Tribes, environmental groups demand better management of the Bay-Delta – CapRadio 5/24/22
Barrigan-Parilla adds that the document details how the history of California water rights and management has harmed tribes and communities of color. 

“[It’s] actually rooted in a great deal of historical racism,” Barrigan-Parilla said. “From taking of lands from California tribes, taking away their right to have river access, and how communities of color within the Delta itself were redlined out of land ownership and ability to access water.”

The board has 30 days to respond to the petition. 

‘Its condition impedes our cultural practices’: Tribal communities ask California to protect the Delta– Fox 40 (Sacramento)
“The board must review the Bay-Delta plan every three years, and it must update the water quality standards in it to protect public trust resources,” Sydney Speizman, with Stanford Environmental Law Clinic said.

On Tuesday afternoon, a petition was filed claiming the state water board is in violation of federal law by not updating the Bay-Delta plan.

“We’re petitioning the board to open a rulemaking that will fulfill its legal duties to responsibly manage the Delta and reverse the pattern of putting big (agriculture) and other water exporters before the needs of tribes, Delta communities, and the health of this eco-system,” Speizman said.

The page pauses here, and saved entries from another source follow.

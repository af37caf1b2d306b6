pub mod geometry;

use serde::Serialize;
use std::fmt;
use std::str::FromStr;

#[derive(Clone, Copy, Debug, PartialEq, Eq, Hash, Serialize)]
pub enum Color {
    White,
    Black,
}

impl Color {
    /// Row step a pawn of this color advances by.
    pub fn forward(self) -> i8 {
        match self {
            Color::White => -1,
            Color::Black => 1,
        }
    }

    pub fn opponent(self) -> Self {
        match self {
            Color::White => Color::Black,
            Color::Black => Color::White,
        }
    }

    /// Row index of this color's back rank.
    pub fn back_row(self) -> u8 {
        match self {
            Color::White => 7,
            Color::Black => 0,
        }
    }
}

#[derive(Clone, Copy, Debug, PartialEq, Eq, Hash, Serialize)]
pub enum PieceKind {
    Pawn,
    Knight,
    Bishop,
    Rook,
    Queen,
    King,
}

impl PieceKind {
    /// Uppercase SAN letter; pawns have none in SAN but use 'P' in FEN.
    pub fn letter(self) -> char {
        match self {
            PieceKind::Pawn => 'P',
            PieceKind::Knight => 'N',
            PieceKind::Bishop => 'B',
            PieceKind::Rook => 'R',
            PieceKind::Queen => 'Q',
            PieceKind::King => 'K',
        }
    }

    pub fn from_letter(c: char) -> Option<Self> {
        match c.to_ascii_uppercase() {
            'P' => Some(PieceKind::Pawn),
            'N' => Some(PieceKind::Knight),
            'B' => Some(PieceKind::Bishop),
            'R' => Some(PieceKind::Rook),
            'Q' => Some(PieceKind::Queen),
            'K' => Some(PieceKind::King),
            _ => None,
        }
    }
}

#[derive(Clone, Copy, Debug, PartialEq, Eq, Hash)]
pub struct Piece {
    pub color: Color,
    pub kind: PieceKind,
}

impl Piece {
    pub const fn new(color: Color, kind: PieceKind) -> Self { Self { color, kind } }

    /// FEN letter: uppercase for White, lowercase for Black.
    pub fn to_char(self) -> char {
        match self.color {
            Color::White => self.kind.letter(),
            Color::Black => self.kind.letter().to_ascii_lowercase(),
        }
    }

    pub fn from_char(c: char) -> Option<Self> {
        let kind = PieceKind::from_letter(c)?;
        let color = if c.is_ascii_uppercase() { Color::White } else { Color::Black };
        Some(Self { color, kind })
    }
}

impl fmt::Display for Piece {
    fn fmt(&self, f: &mut fmt::Formatter<'_>) -> fmt::Result {
        write!(f, "{:?} {:?}", self.color, self.kind)
    }
}

/// Board square as (row, col); row 0 is rank 8, col 0 is file a.
#[derive(Clone, Copy, Debug, PartialEq, Eq, Hash, PartialOrd, Ord)]
pub struct Coord {
    pub row: u8,
    pub col: u8,
}

impl Coord {
    pub fn new(row: u8, col: u8) -> Option<Self> {
        if row < 8 && col < 8 { Some(Self { row, col }) } else { None }
    }

    pub fn from_file_rank(file: char, rank: char) -> Option<Self> {
        Some(Self { row: rank_to_row(rank)?, col: file_to_col(file)? })
    }

    /// Shift by a signed (row, col) delta; `None` when it leaves the board.
    pub fn offset(self, dr: i8, dc: i8) -> Option<Self> {
        let r = self.row as i8 + dr;
        let c = self.col as i8 + dc;
        if (0..8).contains(&r) && (0..8).contains(&c) {
            Some(Self { row: r as u8, col: c as u8 })
        } else {
            None
        }
    }

    pub fn file_char(self) -> char { (b'a' + self.col) as char }

    pub fn rank_char(self) -> char { (b'8' - self.row) as char }
}

pub fn file_to_col(file: char) -> Option<u8> {
    if ('a'..='h').contains(&file) { Some(file as u8 - b'a') } else { None }
}

pub fn rank_to_row(rank: char) -> Option<u8> {
    if ('1'..='8').contains(&rank) { Some(b'8' - rank as u8) } else { None }
}

impl fmt::Display for Coord {
    fn fmt(&self, f: &mut fmt::Formatter<'_>) -> fmt::Result {
        write!(f, "{}{}", self.file_char(), self.rank_char())
    }
}

impl FromStr for Coord {
    type Err = String;

    fn from_str(s: &str) -> Result<Self, Self::Err> {
        let mut chars = s.chars();
        match (chars.next(), chars.next(), chars.next()) {
            (Some(file), Some(rank), None) => {
                Coord::from_file_rank(file, rank).ok_or_else(|| format!("invalid square: {s}"))
            }
            _ => Err(format!("invalid square: {s}")),
        }
    }
}

impl Serialize for Coord {
    fn serialize<S: serde::Serializer>(&self, serializer: S) -> Result<S::Ok, S::Error> {
        serializer.collect_str(self)
    }
}

const BACK_RANK: [PieceKind; 8] = [
    PieceKind::Rook,
    PieceKind::Knight,
    PieceKind::Bishop,
    PieceKind::Queen,
    PieceKind::King,
    PieceKind::Bishop,
    PieceKind::Knight,
    PieceKind::Rook,
];

#[derive(Clone, Debug, PartialEq, Eq)]
pub struct Board {
    squares: [[Option<Piece>; 8]; 8],
}

impl Default for Board {
    fn default() -> Self { Self::startpos() }
}

impl Board {
    pub fn empty() -> Self {
        Self { squares: [[None; 8]; 8] }
    }

    /// Standard initial arrangement.
    pub fn startpos() -> Self {
        let mut b = Self::empty();
        for (col, &kind) in BACK_RANK.iter().enumerate() {
            b.squares[0][col] = Some(Piece::new(Color::Black, kind));
            b.squares[1][col] = Some(Piece::new(Color::Black, PieceKind::Pawn));
            b.squares[6][col] = Some(Piece::new(Color::White, PieceKind::Pawn));
            b.squares[7][col] = Some(Piece::new(Color::White, kind));
        }
        b
    }

    pub fn get(&self, at: Coord) -> Option<Piece> {
        self.squares[at.row as usize][at.col as usize]
    }

    pub fn set(&mut self, at: Coord, piece: Option<Piece>) {
        self.squares[at.row as usize][at.col as usize] = piece;
    }

    pub fn is_empty(&self, at: Coord) -> bool { self.get(at).is_none() }

    /// Occupied squares in row-major order (a8, b8, ... h1).
    pub fn pieces(&self) -> impl Iterator<Item = (Coord, Piece)> + '_ {
        self.squares.iter().enumerate().flat_map(|(r, rank)| {
            rank.iter().enumerate().filter_map(move |(c, sq)| sq.map(|p| (Coord { row: r as u8, col: c as u8 }, p)))
        })
    }

    pub fn rows(&self) -> &[[Option<Piece>; 8]; 8] { &self.squares }
}

impl fmt::Display for Board {
    fn fmt(&self, f: &mut fmt::Formatter<'_>) -> fmt::Result {
        for rank in &self.squares {
            let line: Vec<String> = rank.iter().map(|sq| sq.map_or('.', Piece::to_char).to_string()).collect();
            writeln!(f, "{}", line.join(" "))?;
        }
        Ok(())
    }
}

In an era of drought, an obscure water contract is pitting California farmers against each other  – Grist 5/26/22
“We have a water rights system that is based on this principle of ‘first in time, first in right,’ where landowners were able to go out and post a sign on a tree and start diverting water. And just by the act of taking the water, it became theirs,” said Doug Obegi, director of California river restoration projects at the Natural Resources Defense Council. “But that was only made available by the fact that the settlers had wiped the Native people off of the land. We have now a system that, a hundred-plus years later, is still maintaining that privilege, and leading to this inequity where you have some water districts getting very little water and others getting a lot.”